XML is now mature enough that recent versions of the more popular web browsers support it natively. At the time of writing, the most recent versions of these browsers include:
Microsoft Internet Explorer 6 (http://www.microsoft.com/windows/ie/)
Mozilla 1.7 and Mozilla Firefox 0.9 (http://www.mozilla.org)
Netscape 7.1 (http://channels.netscape.com/ns/browsers/download.jsp)
Opera 7.51 (http://www.opera.com)
Apple’s Safari 1.2 (http://www.apple.com/safari/)
This means that you can display raw, unstyled XML documents (files) directly in web browsers, with varying results.

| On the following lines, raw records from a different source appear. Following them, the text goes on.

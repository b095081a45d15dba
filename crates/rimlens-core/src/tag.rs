//! Type-tag constants and the tagged-entry wire form.
//!
//! Each sub-manifest in a container is stored as a byte string whose first
//! three bytes are the CBOR tag prefix of its kind and whose remainder is the
//! schema-specific payload.

/// CBOR tag prefix for a CoMID sub-manifest (tag 506).
pub const COMID_TAG: [u8; 3] = [0xd9, 0x01, 0xfa];
/// CBOR tag prefix for a CoSWID sub-manifest (tag 505).
pub const COSWID_TAG: [u8; 3] = [0xd9, 0x01, 0xf9];
/// CBOR tag prefix for a CoTS sub-manifest (tag 507).
pub const COTS_TAG: [u8; 3] = [0xd9, 0x01, 0xfb];

/// Minimum length of a well-formed tagged entry: 3 tag bytes + 1 payload byte.
pub const MIN_ENTRY_LEN: usize = 4;

/// Kind of a tagged sub-manifest entry.
#[derive(Debug, Clone, Copy, PartialEq, Eq, Hash)]
pub enum TypeTag {
    Comid,
    Coswid,
    Cots,
    /// No fixed 3-byte constant matches.
    Unknown,
}

impl TypeTag {
    /// The kinds with a fixed tag prefix, in registration order.
    pub const KNOWN: [TypeTag; 3] = [TypeTag::Comid, TypeTag::Coswid, TypeTag::Cots];

    /// The 3-byte tag prefix for this kind, `None` for [`TypeTag::Unknown`].
    pub const fn bytes(self) -> Option<[u8; 3]> {
        match self {
            TypeTag::Comid => Some(COMID_TAG),
            TypeTag::Coswid => Some(COSWID_TAG),
            TypeTag::Cots => Some(COTS_TAG),
            TypeTag::Unknown => None,
        }
    }

    /// Classifies raw tag bytes against the fixed constants.
    pub fn classify(tag: &[u8]) -> TypeTag {
        match tag {
            t if t == COMID_TAG => TypeTag::Comid,
            t if t == COSWID_TAG => TypeTag::Coswid,
            t if t == COTS_TAG => TypeTag::Cots,
            _ => TypeTag::Unknown,
        }
    }

    pub const fn name(self) -> &'static str {
        match self {
            TypeTag::Comid => "CoMID",
            TypeTag::Coswid => "CoSWID",
            TypeTag::Cots => "CoTS",
            TypeTag::Unknown => "unknown",
        }
    }
}

/// One entry of a container's tag list: 3 tag bytes plus payload, opaque
/// until dispatched.
#[derive(Debug, Clone, PartialEq, Eq)]
pub struct TaggedEntry(Vec<u8>);

impl TaggedEntry {
    pub fn new(bytes: Vec<u8>) -> Self {
        Self(bytes)
    }

    pub fn len(&self) -> usize {
        self.0.len()
    }

    pub fn is_empty(&self) -> bool {
        self.0.is_empty()
    }

    pub fn as_bytes(&self) -> &[u8] {
        &self.0
    }

    /// Splits into (tag bytes, payload). `None` when the entry is shorter
    /// than [`MIN_ENTRY_LEN`]; such entries are malformed by construction and
    /// must never reach a type decoder.
    pub fn split(&self) -> Option<(&[u8], &[u8])> {
        if self.0.len() < MIN_ENTRY_LEN {
            return None;
        }
        Some(self.0.split_at(3))
    }
}

impl From<Vec<u8>> for TaggedEntry {
    fn from(bytes: Vec<u8>) -> Self {
        Self::new(bytes)
    }
}
//! HTTP request handlers.

pub mod auth;
pub mod cart;
pub mod mail;
pub mod products;
pub mod users;
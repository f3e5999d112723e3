//! Database models for users.

use chrono::{DateTime, Utc};
use sqlx::FromRow;

use crate::{api::models::users::Role, types::UserId};

/// Database request for creating a new user
#[derive(Debug, Clone)]
pub struct UserCreateDBRequest {
    pub username: String,
    pub email: String,
    pub password_hash: String,
    pub role: Role,
}

/// Database request for updating a user
///
/// `None` fields are left unchanged.
#[derive(Debug, Clone, Default)]
pub struct UserUpdateDBRequest {
    pub username: Option<String>,
    pub email: Option<String>,
    pub password_hash: Option<String>,
    pub avatar_url: Option<String>,
}

/// Database response for a user
#[derive(Debug, Clone, FromRow)]
pub struct UserDBResponse {
    pub id: UserId,
    pub username: String,
    pub email: String,
    pub password_hash: String,
    pub role: Role,
    pub avatar_url: Option<String>,
    pub reset_token: Option<String>,
    pub reset_token_expires: Option<DateTime<Utc>>,
    pub created_at: DateTime<Utc>,
    pub updated_at: DateTime<Utc>,
}
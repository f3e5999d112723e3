//! API request/response models for users.

use chrono::{DateTime, Utc};
use serde::{Deserialize, Serialize};
use utoipa::ToSchema;

use crate::db::models::users::UserDBResponse;
use crate::types::UserId;

/// Role determining what a user may do.
#[derive(Debug, Clone, Copy, Serialize, Deserialize, sqlx::Type, PartialEq, Eq, ToSchema)]
#[sqlx(type_name = "user_role", rename_all = "lowercase")]
#[serde(rename_all = "lowercase")]
pub enum Role {
    Admin,
    Customer,
}

/// Public view of a user. Never carries the password hash or reset-token
/// fields.
#[derive(Debug, Clone, Serialize, Deserialize, ToSchema)]
pub struct UserResponse {
    #[schema(value_type = String, format = "uuid")]
    pub id: UserId,
    pub username: String,
    pub email: String,
    pub role: Role,
    pub avatar_url: Option<String>,
    pub created_at: DateTime<Utc>,
    pub updated_at: DateTime<Utc>,
}

impl From<UserDBResponse> for UserResponse {
    fn from(db: UserDBResponse) -> Self {
        Self {
            id: db.id,
            username: db.username,
            email: db.email,
            role: db.role,
            avatar_url: db.avatar_url,
            created_at: db.created_at,
            updated_at: db.updated_at,
        }
    }
}

/// The authenticated caller, as recovered from their session token.
#[derive(Debug, Clone, Serialize, Deserialize, ToSchema)]
pub struct CurrentUser {
    #[schema(value_type = String, format = "uuid")]
    pub id: UserId,
    pub username: String,
    pub email: String,
    pub role: Role,
}

impl From<UserDBResponse> for CurrentUser {
    fn from(db: UserDBResponse) -> Self {
        Self {
            id: db.id,
            username: db.username,
            email: db.email,
            role: db.role,
        }
    }
}

/// Request body for `PUT /api/user/update-avatar`.
#[derive(Debug, Clone, Deserialize, ToSchema)]
pub struct AvatarUpdate {
    /// New avatar: a URL or a base64 data URL
    #[serde(rename = "profileUrl")]
    pub profile_url: String,
}

/// Request body for `PUT /api/user/update-username`.
#[derive(Debug, Clone, Deserialize, ToSchema)]
pub struct UsernameUpdate {
    #[serde(rename = "newUsername")]
    pub new_username: String,
}

/// Request body for `PUT /api/user/update-email`.
#[derive(Debug, Clone, Deserialize, ToSchema)]
pub struct EmailUpdate {
    #[serde(rename = "newEmail")]
    pub new_email: String,
}

/// Request body for `PUT /api/user/update-password`.
#[derive(Debug, Clone, Deserialize, ToSchema)]
pub struct PasswordUpdate {
    #[serde(rename = "oldPassword")]
    pub old_password: String,
    #[serde(rename = "newPassword")]
    pub new_password: String,
}
//! Tracing initialization (fmt subscriber + env filter).
//!
//! Log verbosity is controlled with the standard `RUST_LOG` environment variable,
//! defaulting to `info` when unset:
//!
//! ```bash
//! RUST_LOG=storefront=debug,tower_http=debug ./storefront
//! ```

use tracing_subscriber::layer::SubscriberExt;
use tracing_subscriber::util::SubscriberInitExt;
use tracing_subscriber::EnvFilter;

/// Initialize the tracing subscriber with console output.
///
/// Safe to call once at startup; returns an error if a global subscriber is
/// already installed.
pub fn init_telemetry() -> anyhow::Result<()> {
    let env_filter = EnvFilter::try_from_default_env().unwrap_or_else(|_| EnvFilter::new("info"));

    tracing_subscriber::registry()
        .with(env_filter)
        .with(tracing_subscriber::fmt::layer())
        .try_init()?;

    Ok(())
}
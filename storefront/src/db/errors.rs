use thiserror::Error;

/// Unified error type for database operations that application code can handle
#[derive(Error, Debug)]
pub enum DbError {
    /// Entity not found by the given identifier
    #[error("Entity not found")]
    NotFound,

    /// Unique constraint violation
    #[error("Unique constraint violation")]
    UniqueViolation {
        constraint: Option<String>,
        table: Option<String>,
        message: String,
    },

    /// Foreign key constraint violation
    #[error("Foreign key constraint violation")]
    ForeignKeyViolation {
        constraint: Option<String>,
        table: Option<String>,
        message: String,
    },

    /// Check constraint violation
    #[error("Check constraint violation")]
    CheckViolation {
        constraint: Option<String>,
        table: Option<String>,
        message: String,
    },

    /// Catch-all for non-recoverable errors
    #[error(transparent)]
    Other(#[from] anyhow::Error),
}

/// Convert from sqlx::Error using sqlx's own error categorization
impl From<sqlx::Error> for DbError {
    fn from(err: sqlx::Error) -> Self {
        match &err {
            sqlx::Error::RowNotFound => DbError::NotFound,
            sqlx::Error::Database(db_err) => {
                if db_err.is_unique_violation() {
                    DbError::UniqueViolation {
                        constraint: db_err.constraint().map(|s| s.to_string()),
                        table: db_err.table().map(|s| s.to_string()),
                        message: db_err.message().to_string(),
                    }
                } else if db_err.is_foreign_key_violation() {
                    DbError::ForeignKeyViolation {
                        constraint: db_err.constraint().map(|s| s.to_string()),
                        table: db_err.table().map(|s| s.to_string()),
                        message: db_err.message().to_string(),
                    }
                } else if db_err.is_check_violation() {
                    DbError::CheckViolation {
                        constraint: db_err.constraint().map(|s| s.to_string()),
                        table: db_err.table().map(|s| s.to_string()),
                        message: db_err.message().to_string(),
                    }
                } else {
                    // All other database errors are non-recoverable
                    DbError::Other(anyhow::Error::from(err))
                }
            }
            _ => DbError::Other(anyhow::Error::from(err)),
        }
    }
}

/// Type alias for database operation results
pub type Result<T> = std::result::Result<T, DbError>;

The browsers use their own internal mechanisms to display XML. Internet Explorer (IE), for example, uses the default stylesheet defaultss.xsl , which is stored in a MSXML dynamic link library (DLL)—msxml.dll, msxml2.dll, or msxml3.dll. You can examine this stylesheet in IE by entering res://msxml3.dll/DEFAULTSS.xsl in the address bar. (This works for msxml.dll, msxml2.dll, or msxml3.dll, but not msxsml4.dll, the latest version.) If you have Visual Studio (http://msdn.microsoft.com/vstudio/), you can use the Resource Editor to edit and save this stylesheet back in the DLL (http://netcrucible.com/xslt/msxml-faq.htm#Q19).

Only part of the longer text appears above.